Data provided Start Marker

//! Shared state handed to every task.
use std::path::PathBuf;
use std::sync::Arc;

use crate::config::Config;
use crate::exec::Executor;
use crate::logging::Log;
use crate::operations::{FileSystemOps, SystemFileSystemOps};

/// Shared context for task execution.
pub struct Context {
    /// Resolved roots and manifest.
    pub config: Arc<Config>,
    /// Logger for output and task recording.
    pub log: Arc<dyn Log>,
    /// Whether to perform a dry run (preview changes without applying).
    pub dry_run: bool,
    /// Stop at the first failure instead of continuing past it.
    pub strict: bool,
    /// Command executor (for testing or real system calls).
    pub executor: Arc<dyn Executor>,
    /// Filesystem operation abstraction (injectable for testing).
    pub fs_ops: Arc<dyn FileSystemOps>,
}

impl std::fmt::Debug for Context {
    fn fmt(&self, f: &mut std::fmt::Formatter<'_>) -> std::fmt::Result {
        f.debug_struct("Context")
            .field("source_root", &self.config.source_root)
            .field("dest_root", &self.config.dest_root)
            .field("log", &"<dyn Log>")
            .field("dry_run", &self.dry_run)
            .field("strict", &self.strict)
            .field("executor", &self.executor)
            .field("fs_ops", &self.fs_ops)
            .finish()
    }
}

impl Context {
    /// Creates a new context backed by the real filesystem.
    #[must_use]
    pub fn new(
        config: Arc<Config>,
        log: Arc<dyn Log>,
        dry_run: bool,
        strict: bool,
        executor: Arc<dyn Executor>,
    ) -> Self {
        Self {
            config,
            log,
            dry_run,
            strict,
            executor,
            fs_ops: Arc::new(SystemFileSystemOps),
        }
    }

    /// Source root of the files to install.
    #[must_use]
    pub fn source_root(&self) -> &std::path::Path {
        &self.config.source_root
    }

    /// Place an absolute manifest destination under the destination root.
    #[must_use]
    pub fn destination(&self, destination: &std::path::Path) -> PathBuf {
        self.config.destination_path(destination)
    }

    /// Create a copy of this context with a different logger.
    #[must_use]
    pub fn with_log(&self, log: Arc<dyn Log>) -> Self {
        Self {
            config: Arc::clone(&self.config),
            log,
            dry_run: self.dry_run,
            strict: self.strict,
            executor: Arc::clone(&self.executor),
            fs_ops: Arc::clone(&self.fs_ops),
        }
    }

    /// Create a copy of this context with a different [`FileSystemOps`] implementation.
    #[must_use]
    pub fn with_fs_ops(&self, fs_ops: Arc<dyn FileSystemOps>) -> Self {
        Self {
            config: Arc::clone(&self.config),
            log: Arc::clone(&self.log),
            dry_run: self.dry_run,
            strict: self.strict,
            executor: Arc::clone(&self.executor),
            fs_ops,
        }
    }
}
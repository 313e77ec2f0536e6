//! `luet-pm-install` command-line entry point.
use anyhow::Result;
use clap::Parser;
use std::sync::Arc;

use luet_pm_installer::cli::{Cli, Command};
use luet_pm_installer::commands;
use luet_pm_installer::logging::{self, Logger};

fn main() -> Result<()> {
    let _ = enable_ansi_support::enable_ansi_support();
    let args = Cli::parse();
    let command = args.subcommand();

    if command == Command::Version {
        commands::version::run();
        return Ok(());
    }

    logging::init_subscriber(args.verbose, command.name());
    let log = Arc::new(Logger::new(command.name()));

    match command {
        Command::Install => commands::install::run(&args.global, &log),
        Command::Uninstall => commands::uninstall::run(&args.global, &log),
        Command::Verify => commands::verify::run(&args.global, &log),
        Command::Version => Ok(()),
    }
}
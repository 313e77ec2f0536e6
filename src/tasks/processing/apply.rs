//! Single-resource processing: check state, apply or remove one resource.

use anyhow::Result;

use super::super::context::Context;
use super::{ProcessOpts, TaskStats};
use crate::resources::{Resource, ResourceState};

/// Process a single resource given its current state, returning a stats delta.
pub(super) fn process_single<R: Resource>(
    ctx: &Context,
    resource: &R,
    resource_state: ResourceState,
    opts: &ProcessOpts,
) -> Result<TaskStats> {
    let desc = resource.description();
    let mut delta = TaskStats::new();
    match resource_state {
        ResourceState::Correct => {
            ctx.log.debug(&format!("ok: {desc}"));
            delta.already_ok += 1;
        }
        ResourceState::Invalid { reason } => {
            return record_failure(ctx, &desc, anyhow::anyhow!(reason), opts);
        }
        ResourceState::Incorrect { current } if ctx.dry_run => {
            ctx.log
                .dry_run(&format!("would {} {desc} (currently {current})", opts.verb));
            delta.changed += 1;
        }
        ResourceState::Missing if ctx.dry_run => {
            ctx.log.dry_run(&format!("would {}: {desc}", opts.verb));
            delta.changed += 1;
        }
        ResourceState::Missing | ResourceState::Incorrect { .. } => {
            if let Err(e) = resource.apply() {
                return record_failure(ctx, &desc, e, opts);
            }
            ctx.log.debug(&format!("{}: {desc}", opts.verb));
            delta.changed += 1;
        }
    }
    Ok(delta)
}

/// Remove a single resource, returning a stats delta.
pub(super) fn remove_single<R: Resource>(
    ctx: &Context,
    resource: &R,
    current: &ResourceState,
    opts: &ProcessOpts,
) -> Result<TaskStats> {
    let desc = resource.description();
    let mut delta = TaskStats::new();
    match current {
        ResourceState::Correct => {
            if ctx.dry_run {
                ctx.log.dry_run(&format!("would {}: {desc}", opts.verb));
                delta.changed += 1;
                return Ok(delta);
            }
            if let Err(e) = resource.remove() {
                return record_failure(ctx, &desc, e, opts);
            }
            ctx.log.debug(&format!("{}: {desc}", opts.verb));
            delta.changed += 1;
        }
        ResourceState::Incorrect { current } => {
            ctx.log.warn(&format!("left in place: {desc} ({current})"));
            delta.skipped += 1;
        }
        ResourceState::Invalid { reason } => {
            ctx.log.debug(&format!("skipping {desc}: {reason}"));
            delta.skipped += 1;
        }
        ResourceState::Missing => {
            ctx.log.debug(&format!("not installed: {desc}"));
            delta.already_ok += 1;
        }
    }
    Ok(delta)
}

/// Handle a failed resource according to `opts.bail_on_error`.
///
/// Strict: the error is returned with the resource as context.  Otherwise
/// it is logged as a warning and counted as failed.
pub(super) fn record_failure(
    ctx: &Context,
    desc: &str,
    err: anyhow::Error,
    opts: &ProcessOpts,
) -> Result<TaskStats> {
    if opts.bail_on_error {
        return Err(err.context(format!("failed to {} {desc}", opts.verb)));
    }
    ctx.log
        .warn(&format!("failed to {} {desc}: {err:#}", opts.verb));
    Ok(TaskStats {
        failed: 1,
        ..TaskStats::default()
    })
}
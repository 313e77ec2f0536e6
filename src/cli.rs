//! Command-line interface definitions.
use clap::{Parser, Subcommand};
use std::path::PathBuf;

/// Top-level CLI entry point for the Luet package manager GUI installer.
#[derive(Parser, Debug)]
#[command(
    name = "luet-pm-install",
    about = "Install the Luet package manager GUI into the filesystem",
    version
)]
pub struct Cli {
    /// Subcommand to run; `install` when omitted.
    #[command(subcommand)]
    pub command: Option<Command>,

    /// Enable verbose output
    #[arg(short, long, global = true)]
    pub verbose: bool,

    /// Options shared by every subcommand.
    #[command(flatten)]
    pub global: GlobalOpts,
}

impl Cli {
    /// The subcommand to run, defaulting to `install`.
    #[must_use]
    pub const fn subcommand(&self) -> Command {
        match self.command {
            Some(command) => command,
            None => Command::Install,
        }
    }
}

/// Options shared across all subcommands.
#[derive(Parser, Debug, Clone, Default)]
pub struct GlobalOpts {
    /// Preview changes without applying
    #[arg(short = 'd', long, global = true)]
    pub dry_run: bool,

    /// Directory holding the files to install
    #[arg(long, global = true, env = "LUET_PM_SOURCE_ROOT")]
    pub source_root: Option<PathBuf>,

    /// Prefix for every destination path
    #[arg(long, global = true, env = "DESTDIR")]
    pub dest_root: Option<PathBuf>,

    /// Manifest describing what to install (TOML)
    #[arg(long, global = true)]
    pub manifest: Option<PathBuf>,

    /// Keep going after a failed step (still exits non-zero)
    #[arg(long, global = true)]
    pub best_effort: bool,

    /// Interpreter version for the site-packages path, e.g. 3.11
    #[arg(long, global = true, value_name = "X.Y")]
    pub python_version: Option<String>,
}

/// Available subcommands.
#[derive(Subcommand, Debug, Clone, Copy, PartialEq, Eq)]
pub enum Command {
    /// Install files, translations and the core module (default)
    Install,
    /// Remove installed files that still match their source
    Uninstall,
    /// Check that everything is installed and up to date
    Verify,
    /// Print version information
    Version,
}

impl Command {
    /// Name used for the log file.
    #[must_use]
    pub const fn name(self) -> &'static str {
        match self {
            Self::Install => "install",
            Self::Uninstall => "uninstall",
            Self::Verify => "verify",
            Self::Version => "version",
        }
    }
}
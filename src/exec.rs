//! External command execution behind an injectable [`Executor`].
use anyhow::{Context as _, Result, bail};
use std::path::PathBuf;
use std::process::{Command, Output};

/// Result of a command execution.
#[derive(Debug, Clone, PartialEq, Eq)]
pub struct ExecResult {
    /// Captured standard output.
    pub stdout: String,
    /// Captured standard error.
    pub stderr: String,
    /// Whether the command exited successfully.
    pub success: bool,
    /// Exit code, if the process exited normally.
    pub code: Option<i32>,
}

impl From<Output> for ExecResult {
    fn from(output: Output) -> Self {
        Self {
            stdout: String::from_utf8_lossy(&output.stdout).to_string(),
            stderr: String::from_utf8_lossy(&output.stderr).to_string(),
            success: output.status.success(),
            code: output.status.code(),
        }
    }
}

/// Runs external programs.
///
/// Tasks go through this trait rather than [`std::process`] so tests can
/// substitute `MockExecutor`.
#[cfg_attr(test, mockall::automock)]
pub trait Executor: Send + Sync + std::fmt::Debug {
    /// Run `program` and return its output. Fails if the command exits non-zero.
    ///
    /// # Errors
    ///
    /// Returns an error if the program cannot be started or exits non-zero.
    fn run(&self, program: &str, args: &[String]) -> Result<ExecResult>;

    /// Run `program`, returning its output even when it exits non-zero.
    ///
    /// # Errors
    ///
    /// Returns an error only if the program cannot be started.
    fn run_unchecked(&self, program: &str, args: &[String]) -> Result<ExecResult>;

    /// Locate `program` on `PATH`.
    fn which(&self, program: &str) -> Option<PathBuf>;
}

/// [`Executor`] that spawns real processes.
#[derive(Debug, Default)]
pub struct SystemExecutor;

impl Executor for SystemExecutor {
    fn run(&self, program: &str, args: &[String]) -> Result<ExecResult> {
        let result = self.run_unchecked(program, args)?;
        if !result.success {
            bail!(
                "{program} failed (exit {}): {}",
                result.code.unwrap_or(-1),
                result.stderr.trim()
            );
        }
        Ok(result)
    }

    fn run_unchecked(&self, program: &str, args: &[String]) -> Result<ExecResult> {
        let output = Command::new(program)
            .args(args)
            .output()
            .with_context(|| format!("failed to execute: {program}"))?;
        Ok(ExecResult::from(output))
    }

    fn which(&self, program: &str) -> Option<PathBuf> {
        which::which(program).ok()
    }
}
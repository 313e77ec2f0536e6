//! Tracing subscriber: console output plus a per-command log file.
//!
//! Both sinks classify an event the same way ([`LineKind`]) and differ only
//! in decoration: the console gets colors, the file gets timestamps and
//! plain text.
use std::fs;
use std::io::Write as _;
use std::path::Path;
use std::sync::Mutex;

use tracing::{Level, Metadata};

use super::logger::{DRY_RUN_TARGET, STAGE_TARGET};
use super::utils::{format_utc_datetime, format_utc_time, log_file_path, strip_ansi};

/// How a log line is presented.
#[derive(Debug, Clone, Copy, PartialEq, Eq)]
enum LineKind {
    Stage,
    DryRun,
    Error,
    Warn,
    Info,
    Debug,
}

impl LineKind {
    fn of(metadata: &Metadata<'_>) -> Self {
        match (*metadata.level(), metadata.target()) {
            (Level::ERROR, _) => Self::Error,
            (Level::WARN, _) => Self::Warn,
            (Level::INFO, STAGE_TARGET) => Self::Stage,
            (Level::INFO, DRY_RUN_TARGET) => Self::DryRun,
            (Level::INFO, _) => Self::Info,
            _ => Self::Debug,
        }
    }

    fn console(self, msg: &str) -> String {
        match self {
            Self::Stage => format!("\x1b[1;34m==>\x1b[0m \x1b[1m{msg}\x1b[0m"),
            Self::DryRun => format!("  \x1b[33m[DRY RUN]\x1b[0m {msg}"),
            Self::Error => format!("\x1b[31mERROR\x1b[0m {msg}"),
            Self::Warn => format!("\x1b[33mWARN\x1b[0m  {msg}"),
            Self::Info => format!("  {msg}"),
            Self::Debug => format!("  \x1b[2m{msg}\x1b[0m"),
        }
    }

    fn file(self, time: &str, msg: &str) -> String {
        let msg = strip_ansi(msg);
        match self {
            Self::Stage => format!("[{time}] ==> {msg}"),
            Self::DryRun => format!("[{time}]     [dry run] {msg}"),
            Self::Error => format!("[{time}]     [error] {msg}"),
            Self::Warn => format!("[{time}]     [warn] {msg}"),
            Self::Info => format!("[{time}]     {msg}"),
            Self::Debug => format!("[{time}]     [debug] {msg}"),
        }
    }
}

/// The `message` field of an event.
fn message(event: &tracing::Event<'_>) -> String {
    #[derive(Default)]
    struct Message(String);

    impl tracing::field::Visit for Message {
        fn record_debug(&mut self, field: &tracing::field::Field, value: &dyn std::fmt::Debug) {
            if field.name() == "message" {
                self.0 = format!("{value:?}");
            }
        }

        fn record_str(&mut self, field: &tracing::field::Field, value: &str) {
            if field.name() == "message" {
                self.0 = value.to_string();
            }
        }
    }

    let mut visitor = Message::default();
    event.record(&mut visitor);
    visitor.0
}

/// Appends every event to `<cache>/luet-pm-installer/<command>.log`.
#[derive(Debug)]
pub(super) struct FileLayer {
    file: Mutex<fs::File>,
}

impl FileLayer {
    /// Layer for `command`, or `None` if the cache directory is unusable.
    pub(super) fn new(command: &str) -> Option<Self> {
        Self::at(&log_file_path(command)?)
    }

    /// Start a fresh log at `path` with a header naming the version and time.
    pub(super) fn at(path: &Path) -> Option<Self> {
        let version = option_env!("LUET_PM_INSTALLER_VERSION")
            .unwrap_or(concat!("dev-", env!("CARGO_PKG_VERSION")));
        let rule = "=".repeat(42);
        let header = format!(
            "{rule}\nluet-pm-installer {version} {}\n{rule}\n",
            format_utc_datetime()
        );
        fs::write(path, header).ok()?;
        let file = fs::OpenOptions::new().append(true).open(path).ok()?;
        Some(Self {
            file: Mutex::new(file),
        })
    }
}

impl<S: tracing::Subscriber> tracing_subscriber::Layer<S> for FileLayer {
    fn on_event(
        &self,
        event: &tracing::Event<'_>,
        _ctx: tracing_subscriber::layer::Context<'_, S>,
    ) {
        let kind = LineKind::of(event.metadata());
        let line = kind.file(&format_utc_time(), &message(event));
        if let Ok(mut f) = self.file.lock() {
            writeln!(f, "{line}").ok();
        }
    }
}

/// Console rendering of events.
struct ConsoleFormat;

impl<S, N> tracing_subscriber::fmt::FormatEvent<S, N> for ConsoleFormat
where
    S: tracing::Subscriber + for<'a> tracing_subscriber::registry::LookupSpan<'a>,
    N: for<'a> tracing_subscriber::fmt::FormatFields<'a> + 'static,
{
    fn format_event(
        &self,
        _ctx: &tracing_subscriber::fmt::FmtContext<'_, S, N>,
        mut writer: tracing_subscriber::fmt::format::Writer<'_>,
        event: &tracing::Event<'_>,
    ) -> std::fmt::Result {
        let kind = LineKind::of(event.metadata());
        writeln!(writer, "{}", kind.console(&message(event)))
    }
}

/// Install the global subscriber. Call once, before any logging.
///
/// Warnings and errors go to stderr, everything else to stdout. Debug lines
/// reach the console only with `verbose`, but always reach the log file.
pub fn init_subscriber(verbose: bool, command: &str) {
    use tracing_subscriber::fmt::writer::MakeWriterExt as _;
    use tracing_subscriber::{
        Layer as _, filter::LevelFilter, fmt, layer::SubscriberExt as _,
        util::SubscriberInitExt as _,
    };

    let console_level = if verbose {
        LevelFilter::DEBUG
    } else {
        LevelFilter::INFO
    };

    let make_writer = std::io::stderr
        .with_max_level(Level::WARN)
        .and(std::io::stdout.with_min_level(Level::INFO));

    let console_layer = fmt::layer()
        .event_format(ConsoleFormat)
        .with_writer(make_writer)
        .with_filter(console_level);

    let file_layer = FileLayer::new(command).map(|l| l.with_filter(LevelFilter::DEBUG));

    tracing_subscriber::registry()
        .with(console_layer)
        .with(file_layer)
        .init();
}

Data provided End Marker

§ What to work on
From the entries above, return each line with the word "ExecResult" in it.

§ Solution below
pub struct ExecResult {
impl From<Output> for ExecResult {
    fn run(&self, program: &str, args: &[String]) -> Result<ExecResult>;
    fn run_unchecked(&self, program: &str, args: &[String]) -> Result<ExecResult>;
    fn run(&self, program: &str, args: &[String]) -> Result<ExecResult> {
    fn run_unchecked(&self, program: &str, args: &[String]) -> Result<ExecResult> {
        Ok(ExecResult::from(output))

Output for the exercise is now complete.